WHAT THE EXERCISE ASKS:
If a line in the records below includes the word "Display", count it, then give the total and nothing else.

Collected data

Content starts

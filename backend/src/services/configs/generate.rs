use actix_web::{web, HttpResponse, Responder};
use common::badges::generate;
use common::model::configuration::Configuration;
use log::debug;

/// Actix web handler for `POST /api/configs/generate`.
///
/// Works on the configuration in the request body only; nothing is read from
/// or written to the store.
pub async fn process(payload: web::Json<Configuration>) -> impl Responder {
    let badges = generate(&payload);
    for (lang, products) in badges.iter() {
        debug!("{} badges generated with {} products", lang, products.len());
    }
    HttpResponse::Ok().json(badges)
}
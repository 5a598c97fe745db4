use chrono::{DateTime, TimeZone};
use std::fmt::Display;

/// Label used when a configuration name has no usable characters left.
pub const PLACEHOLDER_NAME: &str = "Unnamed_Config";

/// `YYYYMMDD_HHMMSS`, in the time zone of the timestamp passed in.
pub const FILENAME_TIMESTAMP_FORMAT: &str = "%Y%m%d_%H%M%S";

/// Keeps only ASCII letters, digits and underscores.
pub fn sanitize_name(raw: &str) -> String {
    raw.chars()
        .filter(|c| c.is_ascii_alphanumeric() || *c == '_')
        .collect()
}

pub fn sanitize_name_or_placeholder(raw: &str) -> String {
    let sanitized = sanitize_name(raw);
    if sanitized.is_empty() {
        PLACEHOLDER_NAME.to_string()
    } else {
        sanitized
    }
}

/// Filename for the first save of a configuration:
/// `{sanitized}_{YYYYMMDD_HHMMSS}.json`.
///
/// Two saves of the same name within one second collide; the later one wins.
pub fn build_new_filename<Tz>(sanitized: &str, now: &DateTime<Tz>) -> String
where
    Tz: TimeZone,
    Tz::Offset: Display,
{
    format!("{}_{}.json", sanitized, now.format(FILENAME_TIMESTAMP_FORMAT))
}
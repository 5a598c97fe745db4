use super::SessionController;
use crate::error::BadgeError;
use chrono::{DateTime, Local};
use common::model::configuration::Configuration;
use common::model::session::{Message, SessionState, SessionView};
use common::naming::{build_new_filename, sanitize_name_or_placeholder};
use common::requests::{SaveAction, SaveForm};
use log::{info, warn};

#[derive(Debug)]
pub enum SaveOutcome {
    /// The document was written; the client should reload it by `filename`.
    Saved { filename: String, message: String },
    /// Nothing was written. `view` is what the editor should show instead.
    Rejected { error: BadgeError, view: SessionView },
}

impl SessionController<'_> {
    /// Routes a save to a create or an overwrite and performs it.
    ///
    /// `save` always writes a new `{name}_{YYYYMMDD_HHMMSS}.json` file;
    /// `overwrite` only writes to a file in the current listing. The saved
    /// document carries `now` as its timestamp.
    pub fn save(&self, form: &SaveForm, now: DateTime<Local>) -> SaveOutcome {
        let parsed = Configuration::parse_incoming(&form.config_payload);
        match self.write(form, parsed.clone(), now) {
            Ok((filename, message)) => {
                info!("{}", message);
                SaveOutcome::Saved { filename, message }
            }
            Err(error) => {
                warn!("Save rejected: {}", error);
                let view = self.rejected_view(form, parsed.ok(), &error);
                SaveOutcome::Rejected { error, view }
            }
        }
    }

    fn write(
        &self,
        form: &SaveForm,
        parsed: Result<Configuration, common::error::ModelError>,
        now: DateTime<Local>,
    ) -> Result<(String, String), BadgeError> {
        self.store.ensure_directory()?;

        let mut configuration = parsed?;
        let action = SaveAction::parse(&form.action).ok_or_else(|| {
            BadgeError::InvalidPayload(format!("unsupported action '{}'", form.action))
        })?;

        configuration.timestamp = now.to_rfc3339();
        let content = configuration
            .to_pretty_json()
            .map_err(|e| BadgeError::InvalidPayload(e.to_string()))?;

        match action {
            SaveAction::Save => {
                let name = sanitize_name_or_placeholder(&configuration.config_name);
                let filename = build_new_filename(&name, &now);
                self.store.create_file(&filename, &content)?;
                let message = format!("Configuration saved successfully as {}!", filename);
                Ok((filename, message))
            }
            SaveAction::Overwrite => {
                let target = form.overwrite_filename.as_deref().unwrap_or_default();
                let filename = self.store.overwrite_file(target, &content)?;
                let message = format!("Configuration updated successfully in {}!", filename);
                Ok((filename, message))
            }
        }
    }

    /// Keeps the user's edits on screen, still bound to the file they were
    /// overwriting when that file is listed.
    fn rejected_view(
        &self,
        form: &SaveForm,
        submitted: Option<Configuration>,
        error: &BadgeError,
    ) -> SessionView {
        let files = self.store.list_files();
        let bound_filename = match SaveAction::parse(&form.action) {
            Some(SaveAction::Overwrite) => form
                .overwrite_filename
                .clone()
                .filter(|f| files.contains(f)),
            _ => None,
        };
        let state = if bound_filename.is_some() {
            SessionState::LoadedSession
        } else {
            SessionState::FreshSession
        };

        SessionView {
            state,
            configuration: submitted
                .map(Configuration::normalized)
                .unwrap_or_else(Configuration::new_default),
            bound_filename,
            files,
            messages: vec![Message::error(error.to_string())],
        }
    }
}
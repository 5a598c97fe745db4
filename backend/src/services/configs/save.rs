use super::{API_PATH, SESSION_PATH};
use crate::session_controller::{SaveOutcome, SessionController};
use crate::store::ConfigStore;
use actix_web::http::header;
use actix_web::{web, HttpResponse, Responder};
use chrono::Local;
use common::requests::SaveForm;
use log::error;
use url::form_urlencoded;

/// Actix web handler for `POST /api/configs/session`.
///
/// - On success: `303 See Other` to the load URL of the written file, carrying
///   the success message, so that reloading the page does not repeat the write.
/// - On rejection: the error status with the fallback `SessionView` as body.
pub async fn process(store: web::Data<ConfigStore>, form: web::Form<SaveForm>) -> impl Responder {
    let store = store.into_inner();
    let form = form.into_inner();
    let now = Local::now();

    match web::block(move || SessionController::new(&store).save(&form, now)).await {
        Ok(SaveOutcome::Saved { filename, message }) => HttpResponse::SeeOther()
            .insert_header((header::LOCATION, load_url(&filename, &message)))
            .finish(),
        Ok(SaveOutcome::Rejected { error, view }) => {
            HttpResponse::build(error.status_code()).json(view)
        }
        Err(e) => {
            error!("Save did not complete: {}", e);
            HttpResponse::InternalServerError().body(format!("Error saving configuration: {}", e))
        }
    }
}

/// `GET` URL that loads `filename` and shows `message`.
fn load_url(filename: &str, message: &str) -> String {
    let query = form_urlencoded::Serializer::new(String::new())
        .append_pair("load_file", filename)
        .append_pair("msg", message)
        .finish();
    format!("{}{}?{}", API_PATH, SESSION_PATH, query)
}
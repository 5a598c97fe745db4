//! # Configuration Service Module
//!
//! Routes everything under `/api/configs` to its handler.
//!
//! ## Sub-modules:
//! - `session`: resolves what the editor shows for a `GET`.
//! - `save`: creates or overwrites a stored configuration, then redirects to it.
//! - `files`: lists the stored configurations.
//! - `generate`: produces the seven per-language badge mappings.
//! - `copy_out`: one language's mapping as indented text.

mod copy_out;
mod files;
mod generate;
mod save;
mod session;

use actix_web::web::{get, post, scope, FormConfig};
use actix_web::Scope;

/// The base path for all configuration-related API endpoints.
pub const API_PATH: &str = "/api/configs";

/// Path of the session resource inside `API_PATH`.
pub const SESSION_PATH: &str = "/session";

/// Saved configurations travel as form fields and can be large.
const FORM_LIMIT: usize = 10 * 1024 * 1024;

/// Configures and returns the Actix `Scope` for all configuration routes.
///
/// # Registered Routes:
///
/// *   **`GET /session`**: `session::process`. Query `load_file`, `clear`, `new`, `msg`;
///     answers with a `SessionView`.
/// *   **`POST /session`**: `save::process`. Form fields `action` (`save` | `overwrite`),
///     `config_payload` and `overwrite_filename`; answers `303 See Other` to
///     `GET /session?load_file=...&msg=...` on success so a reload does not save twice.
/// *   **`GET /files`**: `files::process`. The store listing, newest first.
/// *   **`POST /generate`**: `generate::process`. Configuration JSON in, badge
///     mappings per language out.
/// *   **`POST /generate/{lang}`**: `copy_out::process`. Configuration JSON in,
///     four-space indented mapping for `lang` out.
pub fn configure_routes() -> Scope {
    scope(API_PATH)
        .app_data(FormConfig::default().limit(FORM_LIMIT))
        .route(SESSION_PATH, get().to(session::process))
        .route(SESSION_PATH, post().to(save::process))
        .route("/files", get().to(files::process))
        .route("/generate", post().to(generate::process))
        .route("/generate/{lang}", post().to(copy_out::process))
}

Content ends

SOLUTION TO THIS TASK:
2